_TASK ITEM_: For the data below, work out how many lines include the string "about" and report only the number.

[Opening GIVEN RECORDS section]

mod common;

use argo_model::{DataType, Entity, EntitySchema, FieldDefinition, FieldItem, PropertyDefinition};
use argo_storage::{EntityStorage, MemoryStorage};
use argo_translate::{ArgoConfig, ArgoError, ExportBundle, PropertyExporter, ReferenceRecord, TranslatableProperty};
use argo_types::{EntityUuid, RevisionId};
use common::*;
use pretty_assertions::assert_eq;
use serde_json::{Value, json};

fn export_entity(storage: MemoryStorage, entity: Entity) -> ExportBundle {
    let mut storage = storage;
    let uuid = entity.uuid;
    let entity_type = entity.entity_type.clone();
    storage.insert(entity).unwrap();
    make_service(storage).export(&entity_type, &uuid, None).unwrap()
}

fn paths(bundle: &ExportBundle) -> Vec<&str> {
    bundle.paths().collect()
}

// ── Field selection ─────────────────────────────────────────────

#[test]
fn exports_translatable_text_in_field_order() {
    let mut article = make_article(1, "Hello");
    article.set_field("langcode", vec![FieldItem::text("en")]);
    article.set_field(
        "body",
        vec![FieldItem::from_values([
            ("value", json!("Body text")),
            ("format", json!("basic_html")),
            ("processed", json!("<p>Body text</p>")),
        ])],
    );
    article.set_field("field_count", vec![FieldItem::from_values([("value", json!(3))])]);
    article.set_field("field_internal", vec![FieldItem::text("Do not translate")]);
    article.set_field("field_code", vec![FieldItem::text("ABC")]);

    let bundle = export_entity(make_storage(), article);

    assert_eq!(
        bundle.items,
        vec![
            TranslatableProperty {
                field_label: "Title".into(),
                property_label: "Text value".into(),
                property_type: "string".into(),
                path: "title.0.value".into(),
                value: json!("Hello"),
            },
            TranslatableProperty {
                field_label: "Body".into(),
                property_label: "Text".into(),
                property_type: "string".into(),
                path: "body.0.value".into(),
                value: json!("Body text"),
            },
        ]
    );
    assert!(bundle.warnings.is_empty());
}

#[test]
fn exports_every_item_of_a_repeated_field() {
    let mut article = make_article(1, "Hello");
    article.set_field(
        "body",
        vec![FieldItem::text("First"), FieldItem::text("Second"), FieldItem::text("Third")],
    );

    let bundle = export_entity(make_storage(), article);

    assert_eq!(
        paths(&bundle),
        vec!["title.0.value", "body.0.value", "body.1.value", "body.2.value"]
    );
}

// ── Empty values ────────────────────────────────────────────────

#[test]
fn whitespace_only_values_are_not_exported() {
    let mut article = make_article(1, " ");
    article.set_field("body", vec![FieldItem::text("   "), FieldItem::text("test value")]);

    let bundle = export_entity(make_storage(), article);

    assert_eq!(paths(&bundle), vec!["body.1.value"]);
    assert_eq!(bundle.items[0].value, json!("test value"));
}

#[test]
fn blank_properties_are_kept_when_the_item_has_text() {
    let mut article = make_article(1, "Hello");
    article.set_field("field_link", vec![link_item(" ", "Read more", json!({}))]);

    let bundle = export_entity(make_storage(), article);

    assert_eq!(
        paths(&bundle),
        vec!["title.0.value", "field_link.0.uri", "field_link.0.title"]
    );
}

// ── Property kinds ──────────────────────────────────────────────

#[test]
fn link_options_are_exported_with_map_keys() {
    let mut article = make_article(1, "Hello");
    article.set_field(
        "field_link",
        vec![link_item("testUri", "testTitle", json!({"nestedKey": "nestedValue"}))],
    );

    let bundle = export_entity(make_storage(), article);

    assert_eq!(
        paths(&bundle),
        vec![
            "title.0.value",
            "field_link.0.uri",
            "field_link.0.title",
            "field_link.0.options!nestedKey",
        ]
    );
    let options = bundle.item("field_link.0.options!nestedKey").unwrap();
    assert_eq!(options.value, json!("nestedValue"));
    assert_eq!(options.property_type, "map");
    assert_eq!(bundle.warnings.len(), 1);
    assert_eq!(bundle.warnings[0].description, "map has no prop defs for values");
    assert_eq!(bundle.warnings[0].property_name, "options");
}

#[test]
fn uris_are_exported_in_display_form() {
    let mut article = make_article(1, "Hello");
    article.set_field(
        "field_link",
        vec![
            link_item("internal:/about", "About", json!({})),
            link_item("route:<nolink>", "Nothing", json!({})),
        ],
    );

    let bundle = export_entity(make_storage(), article);

    assert_eq!(bundle.item("field_link.0.uri").unwrap().value, json!("/about"));
    assert_eq!(bundle.item("field_link.1.uri").unwrap().value, json!("<nolink>"));
}

#[test]
fn standard_link_target_attributes_are_not_exported() {
    let mut article = make_article(1, "Hello");
    article.set_field(
        "field_link",
        vec![
            link_item("/a", "A", json!({"attributes": {"target": "_blank"}})),
            link_item("/b", "B", json!({"attributes": {"target": 0}})),
            link_item("/c", "C", json!({"attributes": {}})),
        ],
    );

    let bundle = export_entity(make_storage(), article);

    assert!(bundle.paths().all(|p| !p.contains("options")));
    assert!(bundle.warnings.is_empty());
}

#[test]
fn other_attributes_warn_and_are_flattened() {
    let mut article = make_article(1, "Hello");
    article.set_field(
        "field_link",
        vec![link_item("/a", "A", json!({"attributes": {"class": ["button"], "title": "Tip"}}))],
    );

    let bundle = export_entity(make_storage(), article);

    assert_eq!(bundle.warnings.len(), 1);
    assert_eq!(bundle.warnings[0].description, "strange attributes map");
    assert_eq!(
        bundle.item("field_link.0.options!attributes.class.0").unwrap().value,
        json!("button")
    );
    assert_eq!(bundle.item("field_link.0.options!attributes.title").unwrap().value, json!("Tip"));
}

#[test]
fn metatags_are_exported_one_tag_at_a_time() {
    let mut article = make_article(1, "Hello");
    article.set_field(
        "field_meta",
        vec![FieldItem::text(
            r#"a:3:{s:4:"key1";s:12:"Source value";s:4:"key2";s:12:"Source value";s:6:"robots";a:1:{i:0;s:7:"noindex";}}"#,
        )],
    );

    let bundle = export_entity(make_storage(), article);

    let metatags: Vec<&TranslatableProperty> =
        bundle.items.iter().filter(|i| i.property_type == "metatag").collect();
    assert_eq!(metatags.len(), 2);
    assert_eq!(metatags[0].path, "field_meta.0.value.key1");
    assert_eq!(metatags[1].path, "field_meta.0.value.key2");
    assert!(metatags.iter().all(|i| i.value == json!("Source value")));
    assert!(bundle.warnings.is_empty());
}

#[test]
fn malformed_metatag_warns_and_exports_nothing() {
    let mut article = make_article(1, "Hello");
    article.set_field("field_meta", vec![FieldItem::text("a:1:{broken")]);

    let bundle = export_entity(make_storage(), article);

    assert_eq!(bundle.warnings.len(), 1);
    assert_eq!(bundle.warnings[0].description, "malformed metatag value");
    assert!(bundle.paths().all(|p| !p.starts_with("field_meta")));
}

#[test]
fn declared_map_properties_are_exported_by_name() {
    let mut paragraph = make_paragraph(10, "Block");
    paragraph.set_field(
        "field_style",
        vec![FieldItem::from_values([("value", json!({"caption": "Caption", "width": 300}))])],
    );

    let bundle = export_entity(make_storage(), paragraph);

    assert_eq!(paths(&bundle), vec!["field_text.0.value", "field_style.0.value.caption"]);
    assert_eq!(bundle.items[1].property_label, "Caption");
    assert!(bundle.warnings.is_empty());
}

#[test]
fn unknown_data_type_is_a_warning_not_an_error() {
    let mut storage = make_storage();
    storage.register_schema(EntitySchema::new(
        "node",
        "widget",
        vec![FieldDefinition::custom(
            "field_color",
            "Color",
            "color_field",
            vec![PropertyDefinition::new("color", "Color", DataType::from("color"))],
        )],
    ));
    let mut widget = Entity::new("node", "widget", 5, en());
    widget.set_field("field_color", vec![FieldItem::from_values([("color", json!("#ff0000"))])]);
    let uuid = widget.uuid;

    let bundle = export_entity(storage, widget);

    assert_eq!(bundle.item("field_color.0.color").unwrap().value, json!("#ff0000"));
    assert_eq!(bundle.warnings.len(), 1);
    let warning = &bundle.warnings[0];
    assert_eq!(warning.uuid, uuid);
    assert_eq!(warning.entity_type, "node");
    assert_eq!(warning.bundle, "widget");
    assert_eq!(warning.data_type, "color");
    assert_eq!(warning.property_value, json!("#ff0000"));
    assert_eq!(warning.description, "unknown data type");
}

// ── References and revisions ────────────────────────────────────

#[test]
fn lists_composite_and_configured_references() {
    let mut storage = make_storage();
    let block = insert(&mut storage, make_paragraph(10, "Block"));
    let page = insert(&mut storage, make_page(2, "Page"));
    let mut term = Entity::new("taxonomy_term", "tags", 3, en());
    term.set_field("name", vec![FieldItem::text("Tag")]);
    let term = insert(&mut storage, term);

    let mut article = make_article(1, "Hello");
    article.set_field("field_blocks", refs(&[&block]));
    article.set_field("field_related", refs(&[&page]));
    article.set_field("field_tags", refs(&[&term]));
    let uuid = article.uuid;
    storage.insert(article).unwrap();
    let entity = storage.load_by_uuid("node", &uuid).unwrap().unwrap();

    let default_config = ArgoConfig::default();
    let bundle = PropertyExporter::new(&default_config).export(&storage, &entity).unwrap();
    assert_eq!(
        bundle.references,
        vec![ReferenceRecord {
            entity_type: "paragraph".into(),
            uuid: block.uuid,
            revision_id: block.revision_id,
        }]
    );

    let config = ArgoConfig {
        traversable_entity_types: vec!["taxonomy_term".into()],
        traversable_content_types: vec!["page".into()],
        ..ArgoConfig::default()
    };
    let bundle = PropertyExporter::new(&config).export(&storage, &entity).unwrap();
    let referenced: Vec<EntityUuid> = bundle.references.iter().map(|r| r.uuid).collect();
    assert_eq!(referenced, vec![block.uuid, page.uuid, term.uuid]);
    assert_eq!(bundle.references[2].revision_id, None);
}

#[test]
fn unresolvable_references_are_skipped() {
    let missing = argo_model::EntityRef::new("paragraph", EntityUuid::new()).at_revision(RevisionId::new(999));
    let mut article = make_article(1, "Hello");
    article.set_field("field_blocks", refs(&[&missing]));

    let bundle = export_entity(make_storage(), article);

    assert!(bundle.references.is_empty());
    assert_eq!(paths(&bundle), vec!["title.0.value"]);
}

#[test]
fn revision_id_is_attached_for_revisionable_entities() {
    let mut storage = make_storage();
    let rev = storage.insert(make_article(1, "Hello")).unwrap();
    let uuid = storage.load("node", 1).unwrap().unwrap().uuid;
    let mut term = Entity::new("taxonomy_term", "tags", 3, en());
    term.set_field("name", vec![FieldItem::text("Tag")]);
    let term_uuid = term.uuid;
    storage.insert(term).unwrap();

    let service = make_service(storage);

    assert!(rev.is_some());
    assert_eq!(service.export("node", &uuid, None).unwrap().revision_id, rev);
    assert_eq!(service.export("taxonomy_term", &term_uuid, None).unwrap().revision_id, None);
}

#[test]
fn export_of_an_older_revision() {
    let mut storage = make_storage();
    let article = make_article(1, "Version one");
    let uuid = article.uuid;
    let first = storage.insert(article).unwrap().unwrap();
    let mut second = storage.load("node", 1).unwrap().unwrap();
    second.revision_id = None;
    second.set_field("title", vec![FieldItem::text("Version two")]);
    storage.insert(second).unwrap();

    let service = make_service(storage);

    let old = service.export("node", &uuid, Some(first)).unwrap();
    assert_eq!(old.items[0].value, json!("Version one"));
    assert_eq!(old.revision_id, Some(first));
    let current = service.export("node", &uuid, None).unwrap();
    assert_eq!(current.items[0].value, json!("Version two"));
}

#[test]
fn export_is_stable_across_calls() {
    let mut storage = make_storage();
    let mut article = make_article(1, "Hello");
    article.set_field("body", vec![FieldItem::text("One"), FieldItem::text("Two")]);
    article.set_field("field_link", vec![link_item("/x", "X", json!({"b": "2", "a": {"c": "1"}}))]);
    let uuid = article.uuid;
    storage.insert(article).unwrap();
    let service = make_service(storage);

    let first = service.export("node", &uuid, None).unwrap();
    let second = service.export("node", &uuid, None).unwrap();

    assert_eq!(first, second);
    assert_eq!(
        serde_json::to_value(&first).unwrap()["items"][5]["path"],
        Value::from("field_link.0.options!a.c")
    );
}

#[test]
fn missing_root_is_not_found() {
    let service = make_service(make_storage());
    let err = service.export("node", &EntityUuid::new(), None).unwrap_err();
    assert!(matches!(err, ArgoError::NotFound { .. }));
}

[Closing GIVEN RECORDS section]

_WRITTEN RESPONSE_: 2